*** Opening DATA EXCERPTS ***

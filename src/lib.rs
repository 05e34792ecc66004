// Public modules that need to be accessible from tests
pub mod config;
pub mod db;
pub mod error;
pub mod handlers;
pub mod middleware;
pub mod models;
pub mod pricing;
pub mod seeding;
pub mod state;
pub mod validation;
use crate::seeding::seed_demo_data;

use dashmap::DashMap;
use serde_json::json;
use std::sync::Arc;
use std::time::{Duration, Instant};
use surrealdb::{
    Surreal,
    engine::local::{Db, Mem},
};
use tracing::error;

/// Idle time after which a demo session's database is dropped.
pub const DEMO_SESSION_TTL: Duration = Duration::from_secs(3600);

#[derive(Clone)]
pub enum DbProvider {
    Single(SingleDbProvider),
    Demo(DemoDbProvider),
}

impl DbProvider {
    pub async fn get_db(&self, session_id: Option<&str>) -> surrealdb::Result<Surreal<Db>> {
        match self {
            DbProvider::Single(p) => p.get_db(session_id).await,
            DbProvider::Demo(p) => p.get_db(session_id).await,
        }
    }

    pub async fn check_health(&self) -> serde_json::Value {
        match self {
            DbProvider::Single(p) => match p.db.version().await {
                Ok(version) => json!({
                    "status": "ok",
                    "mode": "persistent",
                    "db_version": version.to_string(),
                }),
                Err(e) => {
                    error!("Health check failed: {}", e);
                    json!({
                        "status": "error",
                        "mode": "persistent",
                        "error": e.to_string(),
                    })
                }
            },
            DbProvider::Demo(p) => json!({
                "status": "ok",
                "mode": "demo",
                "active_sessions": p.session_count(),
            }),
        }
    }
}

#[derive(Clone)]
pub struct SingleDbProvider {
    pub db: Surreal<Db>,
}

impl SingleDbProvider {
    async fn get_db(&self, _session_id: Option<&str>) -> surrealdb::Result<Surreal<Db>> {
        Ok(self.db.clone())
    }
}

#[derive(Clone, Default)]
pub struct DemoDbProvider {
    // Map: SessionID -> (DB Instance, Last Access Time)
    sessions: Arc<DashMap<String, (Surreal<Db>, Instant)>>,
}

impl DemoDbProvider {
    pub fn new() -> Self {
        Self::default()
    }

    pub fn session_count(&self) -> usize {
        self.sessions.len()
    }

    pub fn cleanup_old_sessions(&self) {
        let now = Instant::now();
        self.sessions
            .retain(|_, (_, last_access)| now.duration_since(*last_access) < DEMO_SESSION_TTL);
    }

    async fn get_db(&self, session_id: Option<&str>) -> surrealdb::Result<Surreal<Db>> {
        let id = session_id.unwrap_or("default");

        if let Some(mut entry) = self.sessions.get_mut(id) {
            entry.1 = Instant::now();
            return Ok(entry.0.clone());
        }

        // Create new in-memory DB
        let db = Surreal::new::<Mem>(()).await?;
        db.use_ns("bikerent").use_db("demo").await?;

        if let Err(e) = seed_demo_data(&db).await {
            error!("Failed to seed demo data for session {}: {:?}", id, e);
            return Err(e);
        }

        self.sessions
            .insert(id.to_string(), (db.clone(), Instant::now()));
        Ok(db)
    }
}

pub struct AppState {
    pub db_provider: Arc<DbProvider>,
}
use axum::{
    Extension, Router,
    middleware::from_fn,
    routing::{get, post},
};
use bikerent::{
    config::Config,
    db,
    handlers::{
        bikes::{create_bike, get_all_bikes, get_bike, get_pricing_types, quote_bike},
        bookings::{
            cancel_booking, complete_booking, create_booking, get_all_bookings, get_booking,
        },
        health::health_check,
    },
    middleware::session_middleware,
    state::{AppState, DbProvider, DemoDbProvider, SingleDbProvider},
};
use std::{sync::Arc, time::Duration};
use surrealdb::{
    Surreal,
    engine::local::{Db, RocksDb},
};
use tower_http::{
    compression::CompressionLayer,
    cors::{Any, CorsLayer},
    services::ServeDir,
};
use tracing::info;
use tracing_subscriber::EnvFilter;

const SESSION_CLEANUP_INTERVAL: Duration = Duration::from_secs(300);

async fn persistent_provider(database_path: &str) -> DbProvider {
    info!("Initializing SurrealDB at {}", database_path);

    // Create the data directory if it doesn't exist
    std::fs::create_dir_all(database_path).expect("Failed to create data directory");

    let db: Surreal<Db> = Surreal::new::<RocksDb>(database_path.to_string())
        .await
        .expect("Failed to initialize SurrealDB");

    db.use_ns("bikerent")
        .use_db("main")
        .await
        .expect("Failed to use namespace and database");

    info!("Setting up database schema...");
    db::setup_database(&db)
        .await
        .expect("Failed to set up database schema");

    info!("Note: For database management, use SurrealDB CLI:");
    info!(
        "  surreal sql --endpoint rocksdb://{} --namespace bikerent --database main",
        database_path
    );

    DbProvider::Single(SingleDbProvider { db })
}

fn demo_provider() -> DbProvider {
    info!("Demo mode: every session gets its own seeded in-memory database");
    let provider = DemoDbProvider::new();

    let sessions = provider.clone();
    tokio::spawn(async move {
        let mut interval = tokio::time::interval(SESSION_CLEANUP_INTERVAL);
        loop {
            interval.tick().await;
            sessions.cleanup_old_sessions();
        }
    });

    DbProvider::Demo(provider)
}

#[tokio::main]
async fn main() {
    tracing_subscriber::fmt()
        .with_env_filter(
            EnvFilter::try_from_default_env().unwrap_or_else(|_| EnvFilter::new("info")),
        )
        .with_target(false)
        .with_thread_ids(true)
        .with_level(true)
        .init();

    let config = Config::from_env().expect("Invalid configuration");

    let db_provider = if config.demo_mode {
        demo_provider()
    } else {
        persistent_provider(&config.database_path).await
    };

    let state = Arc::new(AppState {
        db_provider: Arc::new(db_provider),
    });

    let cors = CorsLayer::new()
        .allow_origin(Any)
        .allow_methods(Any)
        .allow_headers(Any);

    let app = Router::new()
        .route("/api/health", get(health_check))
        .route("/api/bikes", get(get_all_bikes).post(create_bike))
        .route("/api/bikes/{id}", get(get_bike))
        .route("/api/bikes/{id}/pricing-types", get(get_pricing_types))
        .route("/api/bikes/{id}/quote", post(quote_bike))
        .route("/api/bookings", get(get_all_bookings).post(create_booking))
        .route("/api/bookings/{id}", get(get_booking))
        .route("/api/bookings/{id}/complete", post(complete_booking))
        .route("/api/bookings/{id}/cancel", post(cancel_booking))
        // Serve the booking UI as fallback
        .fallback_service(ServeDir::new(&config.static_dir))
        .layer(from_fn(session_middleware))
        .layer(Extension(state))
        .layer(CompressionLayer::new())
        .layer(cors);

    let listener = tokio::net::TcpListener::bind(&config.bind_addr)
        .await
        .expect("Failed to bind listener");

    info!("Server running on http://{}", config.bind_addr);
    axum::serve(listener, app).await.expect("Server error");
}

*** Closing DATA EXCERPTS ***

[WORK REQUIRED] The lines from the first of the entries through the line holding "use tracing::error;" are to be restated word for word, and no others.

[ANSWER SECTION]
filename src/lib.rs
repository 05e34792ecc66004
// Public modules that need to be accessible from tests
pub mod config;
pub mod db;
pub mod error;
pub mod handlers;
pub mod middleware;
pub mod models;
pub mod pricing;
pub mod seeding;
pub mod state;
pub mod validation;
use crate::seeding::seed_demo_data;

use dashmap::DashMap;
use serde_json::json;
use std::sync::Arc;
use std::time::{Duration, Instant};
use surrealdb::{
    Surreal,
    engine::local::{Db, Mem},
};
use tracing::error;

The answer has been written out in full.